It’s ludicrous. The amount of money required to provision enough hardware to monitor live audio streams from tens of millions of customers would vastly outweigh any slim advertising advantage gained.

Ok, firstly, there is no reason to get unpleasant about it.

Secondly, I never claimed they were "monitoring live audio", i said that they used everything the speaker hears to profile and improve the speech recognition. Amazon and Google have both been upfront about this, you can even list everything your Alexa speaker has recorded you saying and delete it if you choose. You are of course correct that it would be ludicrous for them to record and store everything a speaker can pick up for every user but they do use the data.

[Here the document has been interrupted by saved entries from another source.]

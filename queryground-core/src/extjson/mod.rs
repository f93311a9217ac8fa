// queryground-core/src/extjson/mod.rs
//! Codec for the JSON superset used by the shell-like query language.
//!
//! On top of standard JSON the dialect accepts unquoted keys, trailing
//! commas, single-quoted strings and a fixed set of typed literals in
//! both named-call (`ObjectId("...")`) and keyed (`{"$oid":"..."}`)
//! spellings. Decoded values are a closed tagged enum, [`ExtValue`];
//! encoding is type-directed with two profiles, canonical and shell.

pub mod compact;
pub mod decode;
pub mod encode;
pub mod registry;
pub mod value;

pub use compact::compact;
pub use decode::decode;
pub use encode::{encode, Profile};
pub use value::{ExtValue, ObjectId};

They are cheap because they want you to use the services.  Not  because they are harvesting data surreptitiously.  FFS get over yourself.  Apple home pod things are expensive because Apple take the piss and fleece their customers.  And you’re saying we’re being manipulated lolz

Ok, once again.. no need to be rude. At no point did I claim that Apple were the shining light in this but they have been very upfront about what they do and do not use in the way of customer data and I think it's pretty well accepted that they are either lying their ass off to the public or are far more interested in customer privacy than the competitors.As I said, Alexa and Google products are cheap because they want to harvest as much data about you as possible in order to better sell you stuff. Once again, they have both said as much in the past and their actions indicate that nothing about that policy has changed.. read the T&C's and it tells you as much.

Why do you think this is?

With regards to the Facebook requests..?  It's because Facebook has trackers and links embedded into almost every website on the net.  The recent data breach made it pretty clear thay they were/still are doing everything they can to track and profile people as much as possible whether they are logged into Facebook or not, or even if they don't have an account..  why.?  so they can sell that data... The fact of the matter is that unregulated data collection and sale is just about the biggest business on the planet these days, you may think your information is worth nothing, that's your opinion. I respectfully hold a different opinion.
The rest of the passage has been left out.